Britain seeks lawmakers' backing over Libya action
British Prime Minister David Cameron will seek lawmakers' support Monday for military action in Libya, as ministers refused to rule out targeting Moamer Kadhafi himself.
The House of Commons is likely to vote strongly in support of the military action.
British forces have already been engaged in two nights of air and sea attacks as part of international action against the Libyan leader's forces.
Cameron has the support of his Conservative party and their Liberal Democrat coalition partners, as well as the opposition Labour party.
But questions are likely to be asked about the aims of the intervention, which is being taken under a UN Security Council resolution demanding a ceasefire and a no-fly zone to protect civilians from Kadhafi's troops.
Defence Secretary Liam Fox has suggested that Kadhafi himself would be a legitimate target of the strikes.
The lack of Arab involvement in the air strikes, despite the Arab League's support for the UN resolution, has also sparked concern and provoked comparisons with the US-led 2003 war in Iraq.
Cameron will also likely face questions about how such action will be affected in future by swingeing cuts to the defence budget announced last year as part of a major austerity drive to reduce the deficit.
Fox was asked by the BBC on Sunday if the Libyan leader was a legitimate target and replied: "Well, that would potentially be a possibility.
"But you mention immediately one of the problems we would have, which is that you would have to take into account any civilian casualties that might result from that."
Asked about the posibility of targeting Kadhafi, Foreign Secretary William Hague said: "I'm not going to speculate on the targets... that depends on the circumstances at the time."
He had previously insisted that "the resolution is not about regime change", saying that while Britain wanted to see Kadhafi leave power, "what we will do militarily is to enforce the United Nations resolution".
US Defence Secretary Robert Gates immediately slapped down Fox's comments, telling reporters on a flight to Russia that it would be "unwise" to have coalition forces try to kill Kadhafi.
British forces bombarded Libyan targets for a second night Sunday, launching Tomahawk missiles from a submarine in the Mediterranean. A Tornado air strike was aborted at the last minute because of fears that civilians would be hit.
Acutely aware of the controversies in Britain's involvement in Iraq, Cameron has consistently argued that the assault is "necessary, legal and right".
He has promised to publish a summary of the legal advice authorising the Libya action -- his first since taking office in May -- and has also stressed repeatedly that there will be no British invasion of the north African country.

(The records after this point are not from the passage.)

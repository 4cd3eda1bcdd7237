mod common;

use space_shooter::config::Config;
use space_shooter::design::DesignKind;
use space_shooter::context::{SessionStatus, SimContext, Viewport};
use space_shooter::display::FrameBuffer;
use space_shooter::entities::{EntityKind, InputEvent};
use space_shooter::overlay::UiOverlay;
use space_shooter::player::PlayerShip;
use space_shooter::producers::{AlienProducer, ParticleSystem};
use space_shooter::session::{Control, Session};

use common::{catalog, quiet_config, viewport, SEED, TICK};

fn session(config: Config) -> Session {
    Session::new(catalog(), config, viewport(), SEED).unwrap()
}

fn kinds(s: &Session) -> Vec<EntityKind> {
    s.registry().list().map(|e| e.kind()).collect()
}

fn wreck_ship(s: &mut Session) {
    let reg = s.registry_mut();
    let at = reg.find::<PlayerShip>(EntityKind::PlayerShip).unwrap().body().pos;
    // Borrow the context separately from the registry
    let mut ctx = SimContext::headless(viewport(), SEED);
    reg.find_mut::<PlayerShip>(EntityKind::PlayerShip)
        .unwrap()
        .take_hit(10_000, at, &mut ctx);
}

#[test]
fn registration_order_is_fixed() {
    let s = session(quiet_config());
    assert_eq!(
        kinds(&s),
        vec![
            EntityKind::Starfield,
            EntityKind::PlayerShip,
            EntityKind::Aliens,
            EntityKind::Boss,
            EntityKind::Asteroids,
            EntityKind::HealthPacks,
            EntityKind::Modifiers,
            EntityKind::Particles,
            EntityKind::Overlay,
        ]
    );
}

#[test]
fn disabled_producers_are_not_registered() {
    let s = session(Config {
        enable_boss: false,
        enable_asteroids: false,
        enable_health_packs: false,
        enable_modifiers: false,
        enable_stars: false,
        ..quiet_config()
    });
    assert_eq!(
        kinds(&s),
        vec![
            EntityKind::PlayerShip,
            EntityKind::Aliens,
            EntityKind::Particles,
            EntityKind::Overlay,
        ]
    );
}

#[test]
fn tick_advances_clock_and_draws() {
    let mut s = session(quiet_config());
    let mut frame = FrameBuffer::new(viewport());
    s.tick(TICK, &mut frame);
    s.tick(TICK, &mut frame);
    assert_eq!(s.ticks(), 2);
    assert_eq!(s.ctx().elapsed, TICK * 2);
    assert!(frame.row_text(0).contains("LEVEL 1"));
    // Effects never leak into the next tick
    assert!(s.ctx().pending_effects().is_empty());
}

#[test]
fn hud_reads_ship_state() {
    let mut s = session(quiet_config());
    let mut frame = FrameBuffer::new(viewport());
    s.tick(TICK, &mut frame);
    let hud = s.registry().find::<UiOverlay>(EntityKind::Overlay).unwrap();
    let readout = hud.readout();
    assert_eq!(readout.hull, 100);
    assert_eq!(readout.ammo.unwrap().capacity, 10);
}

#[test]
fn pause_freezes_the_simulation() {
    let mut s = session(quiet_config());
    let mut frame = FrameBuffer::new(viewport());
    s.tick(TICK, &mut frame);

    assert_eq!(s.handle_input(InputEvent::Pause).unwrap(), Control::Continue);
    assert_eq!(s.status(), SessionStatus::Paused);
    let elapsed = s.ctx().elapsed;
    s.tick(TICK, &mut frame);
    assert_eq!(s.ctx().elapsed, elapsed);
    assert_eq!(s.ticks(), 1);
    assert!((0..viewport().height as i32).any(|y| frame.row_text(y).contains("PAUSED")));

    // Ship input is ignored while paused
    let x = s.registry().find::<PlayerShip>(EntityKind::PlayerShip).unwrap().body().pos.x;
    s.handle_input(InputEvent::Left).unwrap();
    let after = s.registry().find::<PlayerShip>(EntityKind::PlayerShip).unwrap().body().pos.x;
    assert_eq!(x, after);

    s.handle_input(InputEvent::Pause).unwrap();
    assert_eq!(s.status(), SessionStatus::Playing);
}

#[test]
fn movement_input_reaches_the_ship() {
    let mut s = session(quiet_config());
    let x = s.registry().find::<PlayerShip>(EntityKind::PlayerShip).unwrap().body().pos.x;
    s.handle_input(InputEvent::Right).unwrap();
    let after = s.registry().find::<PlayerShip>(EntityKind::PlayerShip).unwrap().body().pos.x;
    assert!(after > x);
}

#[test]
fn quit_is_reported() {
    let mut s = session(quiet_config());
    assert_eq!(s.handle_input(InputEvent::Quit).unwrap(), Control::Quit);
}

#[test]
fn restart_while_playing_resets() {
    let mut s = session(quiet_config());
    s.ctx_mut().progression.add_points(150);
    s.handle_input(InputEvent::Restart).unwrap();
    assert_eq!(s.ctx().progression.score(), 0);
    assert_eq!(s.status(), SessionStatus::Playing);
}

#[test]
fn restart_while_paused_resumes_play() {
    let mut s = session(quiet_config());
    s.handle_input(InputEvent::Pause).unwrap();
    s.handle_input(InputEvent::Restart).unwrap();
    assert_eq!(s.status(), SessionStatus::Playing);
    assert_eq!(kinds(&s).len(), 9);
}

#[test]
fn restart_after_game_over() {
    let mut s = session(quiet_config());
    let mut frame = FrameBuffer::new(viewport());
    s.ctx_mut().progression.add_points(150);

    wreck_ship(&mut s);
    s.tick(TICK, &mut frame);
    assert_eq!(s.status(), SessionStatus::GameOver);
    assert!((0..viewport().height as i32).any(|y| frame.row_text(y).contains("GAME  OVER")));

    // Game over freezes the clock
    let elapsed = s.ctx().elapsed;
    s.tick(TICK, &mut frame);
    assert_eq!(s.ctx().elapsed, elapsed);

    s.handle_input(InputEvent::Restart).unwrap();
    assert_eq!(s.status(), SessionStatus::Playing);
    assert_eq!(s.ctx().progression.score(), 0);
    assert_eq!(s.ctx().progression.level(), 1);
    assert_eq!(kinds(&s).len(), 9);
    let ship = s.registry().find::<PlayerShip>(EntityKind::PlayerShip).unwrap();
    assert_eq!(ship.health().current(), ship.health().max());
}

#[test]
fn restart_cancels_pending_reloads() {
    let mut s = session(quiet_config());
    for _ in 0..3 {
        s.handle_input(InputEvent::Fire).unwrap();
        s.ctx_mut().advance_clock(std::time::Duration::from_millis(200));
    }
    s.handle_input(InputEvent::Reload).unwrap();
    assert!(s
        .registry()
        .find::<PlayerShip>(EntityKind::PlayerShip)
        .unwrap()
        .gun()
        .is_reloading());

    s.restart().unwrap();
    let gun = s.registry().find::<PlayerShip>(EntityKind::PlayerShip).unwrap().gun();
    assert!(!gun.is_reloading());
    assert_eq!(gun.loaded(), gun.ammo().capacity);
}

#[test]
fn pause_holds_pending_reloads() {
    let mut s = session(quiet_config());
    s.handle_input(InputEvent::Fire).unwrap();
    s.handle_input(InputEvent::Reload).unwrap();
    s.handle_input(InputEvent::Pause).unwrap();

    let gun = s.registry().find::<PlayerShip>(EntityKind::PlayerShip).unwrap().gun();
    assert!(gun.is_reload_suspended());
    // Default reload is 1500 ms; sleeping past it must not refill
    std::thread::sleep(std::time::Duration::from_millis(1700));
    assert!(gun.is_reloading());
    assert_eq!(gun.loaded(), gun.ammo().capacity - 1);

    s.handle_input(InputEvent::Pause).unwrap();
    let gun = s.registry().find::<PlayerShip>(EntityKind::PlayerShip).unwrap().gun();
    assert!(!gun.is_reload_suspended());
    assert!(gun.is_reloading());
}

#[test]
fn fire_cue_follows_session_volume() {
    let (mut ctx, audio) = common::recording_ctx();
    ctx.volume = 0.3;
    let mut reg = space_shooter::registry::Registry::new();
    let ship = PlayerShip::new(catalog().design(DesignKind::Player).unwrap(), &mut ctx).unwrap();
    reg.add(Box::new(ship));
    reg.dispatch_input(InputEvent::Fire, &mut ctx);
    assert_eq!(audio.volumes(space_shooter::audio::cue::FIRE), vec![0.3]);
}

#[test]
fn hint_line_keeps_clear_of_a_long_ammo_bar() {
    let mut s = session(quiet_config());
    let limits = s.config().gun_limits();
    s.registry()
        .find::<PlayerShip>(EntityKind::PlayerShip)
        .unwrap()
        .gun()
        .upgrade_capacity(100, &limits);
    let mut frame = FrameBuffer::new(viewport());
    s.tick(TICK, &mut frame);

    let ammo = format!("Ammo {}{}", "|".repeat(10), ".".repeat(20));
    let footer = frame.row_text(viewport().height as i32 - 1);
    assert!(footer.contains(&ammo), "{footer}");
}

#[test]
fn level_ups_reach_producers_registered_after_restart() {
    let mut s = session(quiet_config());
    s.restart().unwrap();
    s.ctx_mut().progression.add_points(300);
    let mut frame = FrameBuffer::new(viewport());
    s.tick(TICK, &mut frame);
    let aliens = s
        .registry()
        .find::<AlienProducer>(EntityKind::Aliens)
        .unwrap();
    assert_eq!(aliens.level(), 3);
}

#[test]
fn draw_before_update_still_ticks() {
    let mut s = session(Config {
        draw_before_update: true,
        ..quiet_config()
    });
    let mut frame = FrameBuffer::new(viewport());
    s.tick(TICK, &mut frame);
    assert_eq!(s.ticks(), 1);
    assert!(frame.row_text(0).contains("Score"));
    assert!(s.registry().find::<ParticleSystem>(EntityKind::Particles).is_some());
}

#[test]
fn resize_updates_viewport() {
    let mut s = session(quiet_config());
    let vp = Viewport::new(120, 40);
    s.resize(vp);
    assert_eq!(s.ctx().viewport, vp);
}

"It seems to me that we have to learn the lessons of Iraq by proceeding with the maximum Arab support and being very clear that there will be no army of occupation," Cameron told lawmakers on Friday.
This Arab support has failed to translate into military action so far, and Arab League chief Amr Mussa said Sunday that the attacks at the weekend had exceeded the bounds set by the UN resolution.
However, Hague said he spoke to Mussa after he made those remarks, saying: "I would be concerned if he was understood in the world as criticising what we had done. He said no, he had not meant to do that."
The foreign secretary added: "Of course he was expressing his concern, as we all do, about any civilian casualties... he continued to support the UN resolution, the implementation of the resolution."